Given all the goodies she received in 2003, Sheryl Crow won't need to ask Santa for much. This year the singer, 41, won her ninth Grammy (''Steve McQueen'' was named Best Female Rock Vocal) and landed in the top 10 of Billboard's album chart with her greatest-hits compilation, ''The Very Best of Sheryl Crow.'' Best of all, her biggest preholiday present is a brand new fan base: country music listeners. Her twangy duet with Kid Rock, ''Picture,'' scored a County Music Award nomination, and she's reportedly in talks with Mercury Nashville chairman Luke Lewis about recording her very own country album.
So it's not surprising that Crow decided to join No Doubt, Mary J. Blige, Enrique Iglesias, and others in giving back a little by performing on CBS' fifth annual ''A Home for the Holidays'' special (Dec. 23, 8 p.m.), which highlights the joys of adoption. Backstage, EW.com talked to Crow about why she's a little bit country and a little bit rock & roll, why she's open to adoption, and how long you'll have to wait to unwrap her latest project (hint: there's no music involved).
Christmas is just around the corner. Are you ready?
Oh, man, that just makes me want to break out in a cold sweat.
But was it Christmas spirit that inspired you to perform on ''A Home for the Holidays''?
I've been really lucky that I've been able to be around the process of my guitar player adopting. They had several opportunities where their adoptions fell through, so it was quite a struggle for them. But when they got Dylan, it was almost like there wasn't a time before him, you know? They just became this close-knit family, and this kid is such a special character. He's starting to look like his adoptive parents, which I think is true for a lot of adopted kids because they start picking up their parents' mannerisms and stuff. It's just been really inspiring to see that love is love, even if it's not biological.

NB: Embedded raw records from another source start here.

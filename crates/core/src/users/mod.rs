//! Users module - accounts, roles, and password hashing.

mod password;
mod users_model;
mod users_service;
mod users_traits;

pub use password::{hash_password, verify_password};
pub use users_model::{Actor, NewUser, NewUserRecord, User, UserCredentials, UserRole};
pub use users_service::UserService;
pub use users_traits::{UserRepositoryTrait, UserServiceTrait};
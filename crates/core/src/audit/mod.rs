//! Audit trail of state-changing project operations.

mod audit_model;
mod audit_service;
mod audit_traits;

pub use audit_model::{AuditLog, AuditLogFilter, NewAuditLog};
pub use audit_service::AuditService;
pub use audit_traits::{AuditRepositoryTrait, AuditServiceTrait};
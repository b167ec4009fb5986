//! Database models for states.

use chrono::NaiveDateTime;
use diesel::prelude::*;

use pmajay_core::states::{NewState, State};

#[derive(Queryable, Identifiable, Selectable, PartialEq, Debug, Clone)]
#[diesel(table_name = crate::schema::states)]
#[diesel(check_for_backend(diesel::sqlite::Sqlite))]
pub struct StateDB {
    pub id: i32,
    pub name: String,
    pub code: String,
    pub created_at: NaiveDateTime,
}

#[derive(Insertable, Debug, Clone)]
#[diesel(table_name = crate::schema::states)]
pub struct NewStateDB {
    pub name: String,
    pub code: String,
}

impl From<StateDB> for State {
    fn from(db: StateDB) -> Self {
        Self {
            id: db.id,
            name: db.name,
            code: db.code,
            created_at: db.created_at,
        }
    }
}

impl From<NewState> for NewStateDB {
    fn from(domain: NewState) -> Self {
        Self {
            name: domain.name,
            code: domain.code,
        }
    }
}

Have you always been a country music fan, or has your interest in the genre blossomed in the last several years?
A lot of the inspirations that I had were the Rolling Stones and Bob Dylan. And the thing is, the Rolling Stones certainly took a lot from country musicians. They were inspired by Jimmy Rogers and Johnny Cash, and they worked that twang into ''Let It Bleed'' and ''Exile on Main Street.'' So I kinda came into country music through the rock & roll genre of music. It's really not been much of a stretch.
Your single with Kid Rock was embraced by country fans, but how do you feel about the responsibility of appealing to a fan base so well known for demanding loyalty?
It's been an interesting progression watching people get turned on to my music by way of country rock. It's been really nice that the country music community has really embraced me. I treat that with great humility and also great care, because I know that that's a very loyal fan base, and one that I would never forsake or try to just horn in on.
You've been working on fiction writing in your free time. Are we ever going to see any of it?
Hopefully I'm going to put out a collection of short stories that are based on my family's experiences. I'm going to try to finish it next year. But we'll see.